**WHAT IS NEEDED:** Write out the stretch of lines below that begins at the line with "Country::parse(&params.country)?;" and ends at the line with "params.customer_number, params.country", including both, exactly as given and nothing more.

**EXERCISE INPUTS:**

//! Admin data-entry handlers for campaigns, items, and the manual-mode
//! allow-list.
//!
//! Admin authentication is handled by the deployment in front of this
//! service; these handlers only enforce the domain invariants.

use axum::extract::{Path, Query, State};
use axum::http::StatusCode;
use axum::response::IntoResponse;
use axum::Json;
use serde::Deserialize;
use validator::Validate;

use webaction_core::campaign::{self, AssignmentMode, CampaignCountry, Country, OrderType};
use webaction_core::error::CoreError;
use webaction_core::types::DbId;
use webaction_db::models::campaign::{Campaign, CreateCampaign, UpdateCampaign};
use webaction_db::models::customer::CreateAllowedCustomer;
use webaction_db::models::item::{CreateCampaignItem, UpdateCampaignItem};
use webaction_db::repositories::{
    CampaignCustomerRepo, CampaignItemRepo, CampaignRepo,
};

use crate::error::{AppError, AppResult};
use crate::response::DataResponse;
use crate::state::AppState;

// ---------------------------------------------------------------------------
// Helpers
// ---------------------------------------------------------------------------

/// Verify that a campaign exists, returning the full row.
pub(crate) async fn ensure_campaign_exists(
    pool: &sqlx::PgPool,
    id: DbId,
) -> AppResult<Campaign> {
    CampaignRepo::find_by_id(pool, id).await?.ok_or_else(|| {
        AppError::Core(CoreError::NotFound {
            entity: "Campaign",
            id,
        })
    })
}

fn validate_dto<T: Validate>(input: &T) -> AppResult<()> {
    input
        .validate()
        .map_err(|e| AppError::BadRequest(e.to_string()))
}

// ===========================================================================
// CAMPAIGN HANDLERS
// ===========================================================================

// ---------------------------------------------------------------------------
// POST /admin/campaigns
// ---------------------------------------------------------------------------

/// Create a new campaign.
pub async fn create_campaign(
    State(state): State<AppState>,
    Json(input): Json<CreateCampaign>,
) -> AppResult<impl IntoResponse> {
    validate_dto(&input)?;
    CampaignCountry::parse(&input.country)?;
    let mode = AssignmentMode::parse(&input.assignment_mode)?;
    OrderType::parse(&input.order_type)?;
    campaign::validate_window(input.starts_on, input.ends_on)?;
    campaign::validate_password(mode, input.order_password.as_deref())?;
    campaign::validate_delivery(
        input.deferred_delivery.unwrap_or(false),
        input.delivery_on,
    )?;

    let created = CampaignRepo::create(&state.pool, &input).await?;
    tracing::info!(id = created.id, name = %created.name, token = %created.token, "Campaign created");
    Ok((StatusCode::CREATED, Json(DataResponse { data: created })))
}

// ---------------------------------------------------------------------------
// GET /admin/campaigns
// ---------------------------------------------------------------------------

/// List all campaigns.
pub async fn list_campaigns(State(state): State<AppState>) -> AppResult<impl IntoResponse> {
    let items = CampaignRepo::list(&state.pool).await?;
    Ok(Json(DataResponse { data: items }))
}

// ---------------------------------------------------------------------------
// GET /admin/campaigns/{id}
// ---------------------------------------------------------------------------

/// Get a single campaign by ID.
pub async fn get_campaign(
    State(state): State<AppState>,
    Path(id): Path<DbId>,
) -> AppResult<impl IntoResponse> {
    let c = ensure_campaign_exists(&state.pool, id).await?;
    Ok(Json(DataResponse { data: c }))
}

// ---------------------------------------------------------------------------
// PUT /admin/campaigns/{id}
// ---------------------------------------------------------------------------

/// Update a campaign. Invariants are validated against the merged row, so a
/// partial update cannot break them.
pub async fn update_campaign(
    State(state): State<AppState>,
    Path(id): Path<DbId>,
    Json(input): Json<UpdateCampaign>,
) -> AppResult<impl IntoResponse> {
    let existing = ensure_campaign_exists(&state.pool, id).await?;
    validate_dto(&input)?;

    CampaignCountry::parse(input.country.as_deref().unwrap_or(&existing.country))?;
    let mode = AssignmentMode::parse(
        input
            .assignment_mode
            .as_deref()
            .unwrap_or(&existing.assignment_mode),
    )?;
    OrderType::parse(input.order_type.as_deref().unwrap_or(&existing.order_type))?;

    let starts_on = input.starts_on.unwrap_or(existing.starts_on);
    let ends_on = input.ends_on.unwrap_or(existing.ends_on);
    campaign::validate_window(starts_on, ends_on)?;

    let password = input
        .order_password
        .as_deref()
        .or(existing.order_password.as_deref());
    campaign::validate_password(mode, password)?;

    let deferred = input.deferred_delivery.unwrap_or(existing.deferred_delivery);
    campaign::validate_delivery(deferred, input.delivery_on.or(existing.delivery_on))?;

    let updated = CampaignRepo::update(&state.pool, id, &input)
        .await?
        .ok_or(AppError::Core(CoreError::NotFound {
            entity: "Campaign",
            id,
        }))?;
    tracing::info!(id = updated.id, "Campaign updated");
    Ok(Json(DataResponse { data: updated }))
}

// ===========================================================================
// ITEM HANDLERS
// ===========================================================================

/// Query parameters for listing items.
#[derive(Debug, Deserialize)]
pub struct ListItemsParams {
    pub include_inactive: Option<bool>,
}

// ---------------------------------------------------------------------------
// POST /admin/campaigns/{id}/items
// ---------------------------------------------------------------------------

/// Add an item to a campaign.
pub async fn create_item(
    State(state): State<AppState>,
    Path(campaign_id): Path<DbId>,
    Json(input): Json<CreateCampaignItem>,
) -> AppResult<impl IntoResponse> {
    ensure_campaign_exists(&state.pool, campaign_id).await?;
    validate_dto(&input)?;
    campaign::validate_item_limits(input.max_total, input.max_per_customer)?;

    let created = CampaignItemRepo::create(&state.pool, campaign_id, &input).await?;
    tracing::info!(
        id = created.id,
        campaign_id,
        product_code = %created.product_code,
        "Campaign item created"
    );
    Ok((StatusCode::CREATED, Json(DataResponse { data: created })))
}

// ---------------------------------------------------------------------------
// GET /admin/campaigns/{id}/items
// ---------------------------------------------------------------------------

/// List a campaign's items (inactive ones included on request).
pub async fn list_items(
    State(state): State<AppState>,
    Path(campaign_id): Path<DbId>,
    Query(params): Query<ListItemsParams>,
) -> AppResult<impl IntoResponse> {
    ensure_campaign_exists(&state.pool, campaign_id).await?;
    let active_only = !params.include_inactive.unwrap_or(false);
    let items = CampaignItemRepo::list_for_campaign(&state.pool, campaign_id, active_only).await?;
    Ok(Json(DataResponse { data: items }))
}

// ---------------------------------------------------------------------------
// PUT /admin/items/{id}
// ---------------------------------------------------------------------------

/// Update an item.
pub async fn update_item(
    State(state): State<AppState>,
    Path(id): Path<DbId>,
    Json(input): Json<UpdateCampaignItem>,
) -> AppResult<impl IntoResponse> {
    validate_dto(&input)?;
    campaign::validate_item_limits(input.max_total, input.max_per_customer)?;

    let updated = CampaignItemRepo::update(&state.pool, id, &input)
        .await?
        .ok_or(AppError::Core(CoreError::NotFound {
            entity: "CampaignItem",
            id,
        }))?;
    tracing::info!(id = updated.id, "Campaign item updated");
    Ok(Json(DataResponse { data: updated }))
}

// ===========================================================================
// ALLOW-LIST HANDLERS
// ===========================================================================

// ---------------------------------------------------------------------------
// POST /admin/campaigns/{id}/customers
// ---------------------------------------------------------------------------

/// Add a customer to a campaign's allow-list.
pub async fn add_allowed_customer(
    State(state): State<AppState>,
    Path(campaign_id): Path<DbId>,
    Json(input): Json<CreateAllowedCustomer>,
) -> AppResult<impl IntoResponse> {
    ensure_campaign_exists(&state.pool, campaign_id).await?;
    Country::parse(&input.country)?;
    if input.customer_number.trim().is_empty() {
        return Err(AppError::BadRequest("customer_number is required".into()));
    }

    let created = CampaignCustomerRepo::add(&state.pool, campaign_id, &input).await?;
    Ok((StatusCode::CREATED, Json(DataResponse { data: created })))
}

// ---------------------------------------------------------------------------
// GET /admin/campaigns/{id}/customers
// ---------------------------------------------------------------------------

/// List a campaign's allow-list.
pub async fn list_allowed_customers(
    State(state): State<AppState>,
    Path(campaign_id): Path<DbId>,
) -> AppResult<impl IntoResponse> {
    ensure_campaign_exists(&state.pool, campaign_id).await?;
    let entries = CampaignCustomerRepo::list_for_campaign(&state.pool, campaign_id).await?;
    Ok(Json(DataResponse { data: entries }))
}

// ---------------------------------------------------------------------------
// DELETE /admin/campaigns/{id}/customers
// ---------------------------------------------------------------------------

/// Query parameters identifying the allow-list entry to remove.
#[derive(Debug, Deserialize)]
pub struct RemoveAllowedCustomerParams {
    pub customer_number: String,
    pub country: String,
}

/// Remove a customer from a campaign's allow-list.
pub async fn remove_allowed_customer(
    State(state): State<AppState>,
    Path(campaign_id): Path<DbId>,
    Query(params): Query<RemoveAllowedCustomerParams>,
) -> AppResult<impl IntoResponse> {
    ensure_campaign_exists(&state.pool, campaign_id).await?;
    Country::parse(&params.country)?;

    let removed = CampaignCustomerRepo::remove(
        &state.pool,
        campaign_id,
        &params.customer_number,
        &params.country,
    )
    .await?;
    if !removed {
        return Err(AppError::BadRequest(format!(
            "Customer {} ({}) is not on the allow-list",
            params.customer_number, params.country
        )));
    }
    Ok(StatusCode::NO_CONTENT)
}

**RESPONSE:**
    Country::parse(&params.country)?;

    let removed = CampaignCustomerRepo::remove(
        &state.pool,
        campaign_id,
        &params.customer_number,
        &params.country,
    )
    .await?;
    if !removed {
        return Err(AppError::BadRequest(format!(
            "Customer {} ({}) is not on the allow-list",
            params.customer_number, params.country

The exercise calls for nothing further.